Locate the line that contains "use zone_safety_zone_models::CatalogError;". Reproduce it and all following lines up to the end of the material, exactly and with nothing added.

• • • •

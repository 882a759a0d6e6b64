#![cfg_attr(feature = "fail-on-warnings", deny(warnings))]
#![warn(clippy::all, clippy::pedantic, clippy::nursery, clippy::cargo)]
#![allow(clippy::multiple_crate_versions, clippy::cargo_common_metadata)]

//! Zone safety engine.
//!
//! [`ZoneSafetyEngine`] ties the pieces together: it owns the store, runs
//! ETL jobs through a [`JobCoordinator`](zone_safety_etl::JobCoordinator),
//! and answers score and insight queries. Scores are served through a
//! read-through [`ScoreCache`] that forced refreshes invalidate, and the
//! zone catalog is swapped whole after each run that reloads it.
//!
//! Configuration comes from [`EngineConfig`], a TOML document with one
//! section per crate.

pub mod cache;
pub mod catalog;
pub mod config;
pub mod engine;
pub mod feeds;

use zone_safety_database::DbError;
use zone_safety_etl::EtlError;
use zone_safety_source::SourceError;
use zone_safety_zone_models::CatalogError;

pub use cache::ScoreCache;
pub use config::{ConfigError, EngineConfig};
pub use engine::{DataAvailability, ZoneOverview, ZoneQuery, ZoneSafetyEngine};

/// Errors returned by the engine.
#[derive(Debug, thiserror::Error)]
pub enum EngineError {
    #[error(transparent)]
    Config(#[from] ConfigError),

    #[error("Database error: {0}")]
    Db(#[from] DbError),

    #[error(transparent)]
    Etl(#[from] EtlError),

    #[error("Source error: {0}")]
    Source(#[from] SourceError),

    /// The stored zones do not form a valid catalog.
    #[error("Invalid zone catalog: {0}")]
    Catalog(#[from] CatalogError),

    /// The zone is not in the current catalog.
    #[error("Unknown zone: {code}")]
    UnknownZone { code: String },
}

• • • •

**RESULT OF THE EXERCISE:**
use zone_safety_zone_models::CatalogError;

pub use cache::ScoreCache;
pub use config::{ConfigError, EngineConfig};
pub use engine::{DataAvailability, ZoneOverview, ZoneQuery, ZoneSafetyEngine};

/// Errors returned by the engine.
#[derive(Debug, thiserror::Error)]
pub enum EngineError {
    #[error(transparent)]
    Config(#[from] ConfigError),

    #[error("Database error: {0}")]
    Db(#[from] DbError),

    #[error(transparent)]
    Etl(#[from] EtlError),

    #[error("Source error: {0}")]
    Source(#[from] SourceError),

    /// The stored zones do not form a valid catalog.
    #[error("Invalid zone catalog: {0}")]
    Catalog(#[from] CatalogError),

    /// The zone is not in the current catalog.
    #[error("Unknown zone: {code}")]
    UnknownZone { code: String },
}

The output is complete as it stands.